Cela renvoie à l’idée d’une psychologie de l’écriture et de la lecture, dont on envisage les vertus curatives ou thérapeutiques, car capables d’influer sur la pensée et sur l’action ; cela permet de revenir plus largement sur les relations entre éthique, bien-être psychique et plaisir du texte, qui forment selon les médiévaux le bénéfice de la chose écrite5. Que la fonction métaphorique du langage ne se limite pas à « apercevoir des ressemblances », mais plutôt à quitter le mode représentationnel vers autre chose, où logos et pathos n’arrivent plus à se dissocier, voilà ce que les études présentées ici permettront d’entrevoir.

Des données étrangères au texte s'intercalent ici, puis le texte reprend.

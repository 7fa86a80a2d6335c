//! Cleanup supervisor: transport-resident signaling state is removed
//! once a session is terminal, after a grace window that lets both
//! sides' observers see the terminal status first.
//!
//! Cleanup failure is never surfaced; it is logged and retried a
//! bounded number of times.

use crate::config::EngineConfig;
use ringline_signal_core::{CallSession, SessionId, UserId};
use ringline_signal_transport::SignalTransport;
use std::sync::Arc;
use std::time::Duration;
use tokio::task::JoinHandle;
use tracing::{debug, warn};

pub struct CleanupSupervisor {
    transport: Arc<dyn SignalTransport>,
    grace: Duration,
    retry: Duration,
    max_attempts: u32,
}

impl CleanupSupervisor {
    pub fn new(transport: Arc<dyn SignalTransport>, config: &EngineConfig) -> Self {
        Self {
            transport,
            grace: config.cleanup_grace,
            retry: config.cleanup_retry,
            max_attempts: config.cleanup_max_attempts,
        }
    }

    /// Schedule removal of both parties' records for a terminal session.
    /// Returns the task handle so tests can await completion.
    pub fn schedule(&self, session: &CallSession) -> JoinHandle<()> {
        let transport = self.transport.clone();
        let grace = self.grace;
        let retry = self.retry;
        let max_attempts = self.max_attempts;
        let session_id = session.session_id.clone();
        let parties = [session.caller.clone(), session.callee.clone()];

        tokio::spawn(async move {
            tokio::time::sleep(grace).await;
            for user in &parties {
                remove_with_retry(&*transport, user, &session_id, retry, max_attempts).await;
            }
            debug!(session_id = %session_id, "transport records cleared");
        })
    }
}

async fn remove_with_retry(
    transport: &dyn SignalTransport,
    user: &UserId,
    session_id: &SessionId,
    retry: Duration,
    max_attempts: u32,
) {
    for attempt in 1..=max_attempts {
        match transport.remove_session_state(user, session_id).await {
            Ok(()) => return,
            Err(e) if attempt < max_attempts => {
                debug!(
                    user = %user,
                    session_id = %session_id,
                    attempt,
                    error = %e,
                    "cleanup attempt failed, retrying"
                );
                tokio::time::sleep(retry).await;
            }
            Err(e) => {
                // Orphaned records are harmless; give up loudly in the log.
                warn!(
                    user = %user,
                    session_id = %session_id,
                    error = %e,
                    "cleanup abandoned after retries"
                );
            }
        }
    }
}
//! The call lifecycle transitions.
//!
//! RINGING -> {ACCEPTED, DECLINED, CANCELLED, EXPIRED}, ACCEPTED -> ENDED.
//! DECLINED/CANCELLED/EXPIRED/ENDED are terminal and deliberately have no
//! entries here; the executor collapses late events on them into no-ops.

use super::builder::StateTableBuilder;
use super::types::{Effect, EventKind, SignalTemplate, Transition};
use crate::types::{CallStatus, Role};

pub fn add_ringing_transitions(builder: &mut StateTableBuilder) {
    // Callee answers. Negotiation starts once both sides observe ACCEPTED.
    builder.add_transition(
        Role::Callee,
        CallStatus::Ringing,
        EventKind::Accept,
        Transition {
            next_status: Some(CallStatus::Accepted),
            signals: vec![SignalTemplate::StatusToPeer],
            effects: vec![
                Effect::CancelRingTimer,
                Effect::DismissPrompt,
                Effect::BeginNegotiation,
            ],
        },
    );

    builder.add_transition(
        Role::Callee,
        CallStatus::Ringing,
        EventKind::Decline,
        Transition {
            next_status: Some(CallStatus::Declined),
            signals: vec![SignalTemplate::DeclinedToCaller],
            effects: vec![
                Effect::CancelRingTimer,
                Effect::DismissPrompt,
                Effect::ScheduleCleanup,
            ],
        },
    );

    builder.add_transition(
        Role::Caller,
        CallStatus::Ringing,
        EventKind::Cancel,
        Transition {
            next_status: Some(CallStatus::Cancelled),
            signals: vec![SignalTemplate::HangupToPeer],
            effects: vec![
                Effect::CancelRingTimer,
                Effect::DismissPrompt,
                Effect::ScheduleCleanup,
            ],
        },
    );

    // Ringing timer fired. The only automatic transition.
    builder.add_for_both(
        CallStatus::Ringing,
        EventKind::Expire,
        Transition {
            next_status: Some(CallStatus::Expired),
            signals: vec![SignalTemplate::StatusToPeer],
            effects: vec![Effect::DismissPrompt, Effect::ScheduleCleanup],
        },
    );

    // Caller observes the callee's acceptance.
    builder.add_for_both(
        CallStatus::Ringing,
        EventKind::RemoteAccepted,
        Transition {
            next_status: Some(CallStatus::Accepted),
            signals: vec![],
            effects: vec![
                Effect::CancelRingTimer,
                Effect::DismissPrompt,
                Effect::BeginNegotiation,
            ],
        },
    );

    // Caller observes the callee's decline.
    builder.add_for_both(
        CallStatus::Ringing,
        EventKind::RemoteDeclined,
        Transition {
            next_status: Some(CallStatus::Declined),
            signals: vec![],
            effects: vec![
                Effect::CancelRingTimer,
                Effect::DismissPrompt,
                Effect::ScheduleCleanup,
            ],
        },
    );

    // HANGUP observed before a local ACCEPTED: the peer accepted and hung
    // up in quick succession (or cancelled). Valid history, lands on ENDED.
    builder.add_for_both(
        CallStatus::Ringing,
        EventKind::RemoteHangup,
        Transition {
            next_status: Some(CallStatus::Ended),
            signals: vec![],
            effects: vec![
                Effect::CancelRingTimer,
                Effect::DismissPrompt,
                Effect::ScheduleCleanup,
            ],
        },
    );
}

pub fn add_accepted_transitions(builder: &mut StateTableBuilder) {
    builder.add_for_both(
        CallStatus::Accepted,
        EventKind::Hangup,
        Transition {
            next_status: Some(CallStatus::Ended),
            signals: vec![SignalTemplate::HangupToPeer],
            effects: vec![Effect::ScheduleCleanup],
        },
    );

    builder.add_for_both(
        CallStatus::Accepted,
        EventKind::RemoteHangup,
        Transition {
            next_status: Some(CallStatus::Ended),
            signals: vec![],
            effects: vec![Effect::ScheduleCleanup],
        },
    );

    // Audio -> video. Status is untouched; the executor swaps the media
    // kind and the peer learns of it via the renegotiation offer.
    builder.add_for_both(
        CallStatus::Accepted,
        EventKind::Upgrade,
        Transition {
            next_status: None,
            signals: vec![SignalTemplate::RenegotiateOfferToPeer],
            effects: vec![],
        },
    );
}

Le discours cherche moins à engendrer des idées que des postures existentielles, des implications, où l’éthique n’est pas absente. Peut-être est-ce une façon d’envisager à nouveaux frais le trépied rhétorique logos-pathos-ethos. Contrairement à une tenace tradition interprétative, entretenue sans doute sur base d’un échantillonnage trié sur le volet, les textes théologiques ne sont pas en reste des textes poétiques sur ce point. Cependant, l’ethos peut s’interpréter de manière large : si certains textes médiévaux conviennent à une transformation de la conduite morale, d’autres proposent une posture esthétique où le beau est envisagé pour lui-même sans être instrumentalisé au bénéfice du bien.